We investigate the use of latent variable models to train a machine-learned model to predict the location of objects. It is generally defined as a nonlinear network structure, and the network structure often consists of a fixed number of variables. In this paper, we model the network structure of a latent variable model and show that the network structure, in the latent space, is important to the learning task. We model the network structure of the model, which consists of one feature, multiple variables, and a fixed dimensionality measure (e.g., k-fold weight). The dimensionality measure is used to infer which variable is most relevant for the model. Extensive evaluation on both synthetic and real data shows that the proposed algorithm obtains superior performance in the real world. Experiments on ImageNet and BIDS demonstrate that the proposed algorithm consistently produces superior results compared to the state of the art.

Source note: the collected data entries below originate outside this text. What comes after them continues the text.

use std::sync::RwLock;

use tracing::warn;

use crate::db::repositories::settings_repository::SettingsRepository;
use crate::db::DbPool;
use crate::error::{AppError, AppResult};
use crate::models::settings::{ProgressSettings, ProgressSettingsUpdate};

const KEY_PREFIX: &str = "progress.";
const KEY_PROJECTION_TARGET: &str = "progress.projection_target";
const KEY_FULL_PRODUCTIVITY_RATE: &str = "progress.full_productivity_daily_rate";
const KEY_HIGH_QUALITY_THRESHOLD: &str = "progress.high_quality_threshold";
const KEY_INSIGHT_WINDOW_DAYS: &str = "progress.insight_window_days";
const KEY_CONSISTENCY_WINDOW_DAYS: &str = "progress.consistency_window_days";

const MAX_WINDOW_DAYS: u32 = 365;

/// Tunables for scoring and projections, persisted in `app_settings` when a database is attached.
pub struct SettingsService {
    db: Option<DbPool>,
    cache: RwLock<Option<ProgressSettings>>,
}

impl SettingsService {
    pub fn new(db: DbPool) -> Self {
        Self {
            db: Some(db),
            cache: RwLock::new(None),
        }
    }

    /// Settings that live only for the lifetime of this process.
    pub fn in_memory() -> Self {
        Self {
            db: None,
            cache: RwLock::new(None),
        }
    }

    pub fn get(&self) -> AppResult<ProgressSettings> {
        if let Ok(guard) = self.cache.read() {
            if let Some(settings) = guard.as_ref() {
                return Ok(settings.clone());
            }
        }

        let settings = match &self.db {
            Some(db) => db.with_connection(load_settings)?,
            None => ProgressSettings::default(),
        };

        if let Ok(mut guard) = self.cache.write() {
            *guard = Some(settings.clone());
        }
        Ok(settings)
    }

    /// Current settings, or the defaults if they cannot be loaded.
    pub fn effective(&self) -> ProgressSettings {
        self.get().unwrap_or_else(|err| {
            warn!(target: "app::progress::settings", error = %err, "falling back to default settings");
            ProgressSettings::default()
        })
    }

    pub fn update(&self, input: ProgressSettingsUpdate) -> AppResult<ProgressSettings> {
        let mut current = self.get()?;

        if let Some(target) = input.projection_target {
            if target == 0 {
                return Err(AppError::validation("projectionTarget must be greater than 0"));
            }
            current.projection_target = target;
        }

        if let Some(rate) = input.full_productivity_daily_rate {
            if !rate.is_finite() || rate <= 0.0 {
                return Err(AppError::validation(
                    "fullProductivityDailyRate must be a positive number",
                ));
            }
            current.full_productivity_daily_rate = rate;
        }

        if let Some(threshold) = input.high_quality_threshold {
            if !(0.0..=100.0).contains(&threshold) {
                return Err(AppError::validation(
                    "highQualityThreshold must be between 0 and 100",
                ));
            }
            current.high_quality_threshold = threshold;
        }

        if let Some(days) = input.insight_window_days {
            ensure_valid_window("insightWindowDays", days)?;
            current.insight_window_days = days;
        }

        if let Some(days) = input.consistency_window_days {
            ensure_valid_window("consistencyWindowDays", days)?;
            current.consistency_window_days = days;
        }

        if let Some(db) = &self.db {
            db.with_transaction(|tx| {
                SettingsRepository::upsert(
                    tx,
                    KEY_PROJECTION_TARGET,
                    &current.projection_target.to_string(),
                )?;
                SettingsRepository::upsert(
                    tx,
                    KEY_FULL_PRODUCTIVITY_RATE,
                    &current.full_productivity_daily_rate.to_string(),
                )?;
                SettingsRepository::upsert(
                    tx,
                    KEY_HIGH_QUALITY_THRESHOLD,
                    &current.high_quality_threshold.to_string(),
                )?;
                SettingsRepository::upsert(
                    tx,
                    KEY_INSIGHT_WINDOW_DAYS,
                    &current.insight_window_days.to_string(),
                )?;
                SettingsRepository::upsert(
                    tx,
                    KEY_CONSISTENCY_WINDOW_DAYS,
                    &current.consistency_window_days.to_string(),
                )?;
                Ok(())
            })?;
        }

        if let Ok(mut guard) = self.cache.write() {
            *guard = Some(current.clone());
        }

        Ok(current)
    }

    /// Removes stored overrides and returns the defaults.
    pub fn reset(&self) -> AppResult<ProgressSettings> {
        if let Some(db) = &self.db {
            db.with_connection(|conn| SettingsRepository::delete_prefixed(conn, KEY_PREFIX))?;
        }

        let defaults = ProgressSettings::default();
        if let Ok(mut guard) = self.cache.write() {
            *guard = Some(defaults.clone());
        }
        Ok(defaults)
    }
}

fn load_settings(conn: &rusqlite::Connection) -> AppResult<ProgressSettings> {
    let mut settings = ProgressSettings::default();

    for row in SettingsRepository::list_prefixed(conn, KEY_PREFIX)? {
        let applied = match row.key.as_str() {
            KEY_PROJECTION_TARGET => row
                .value
                .parse()
                .map(|value| settings.projection_target = value)
                .is_ok(),
            KEY_FULL_PRODUCTIVITY_RATE => row
                .value
                .parse()
                .map(|value| settings.full_productivity_daily_rate = value)
                .is_ok(),
            KEY_HIGH_QUALITY_THRESHOLD => row
                .value
                .parse()
                .map(|value| settings.high_quality_threshold = value)
                .is_ok(),
            KEY_INSIGHT_WINDOW_DAYS => row
                .value
                .parse()
                .map(|value| settings.insight_window_days = value)
                .is_ok(),
            KEY_CONSISTENCY_WINDOW_DAYS => row
                .value
                .parse()
                .map(|value| settings.consistency_window_days = value)
                .is_ok(),
            _ => true,
        };

        if !applied {
            warn!(
                target: "app::progress::settings",
                key = %row.key,
                value = %row.value,
                "ignoring unparsable setting"
            );
        }
    }

    Ok(settings)
}

fn ensure_valid_window(field: &str, days: u32) -> AppResult<()> {
    if days == 0 || days > MAX_WINDOW_DAYS {
        return Err(AppError::validation(format!(
            "{field} must be between 1 and {MAX_WINDOW_DAYS}"
        )));
    }
    Ok(())
}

Recurrent Reinforcement Learning with Spatially-Varying Recurrent Neural Networks
On the Relation Between the Matrix Symmetry Transform and Image Restoration
Neural Networks for Activity Recognition in Mobile Social Media
Quantum Combinatorial Subspace: Part II: Completing the Stack
Robust Learning of Spatial Context-Dependent KernelsWe investigate the use of latent variable models to train a machine-learned model to predict the location of objects. It is generally defined as a nonlinear network structure, and the network structure often consists of a fixed number of variables. In this paper, we model the network structure of a latent variable model and show that the network structure, in the latent space, is important to the learning task. We model the network structure of the model, which consists of one feature, multiple variables, and a fixed dimensionality measure (e.g., k-fold weight). The dimensionality measure is used to infer which variable is most relevant for the model. Extensive evaluation on both synthetic and real data shows that the proposed algorithm obtains superior performance in the real world. Experiments on ImageNet and BIDS demonstrate that the proposed algorithm consistently produces superior results compared to the state of the art.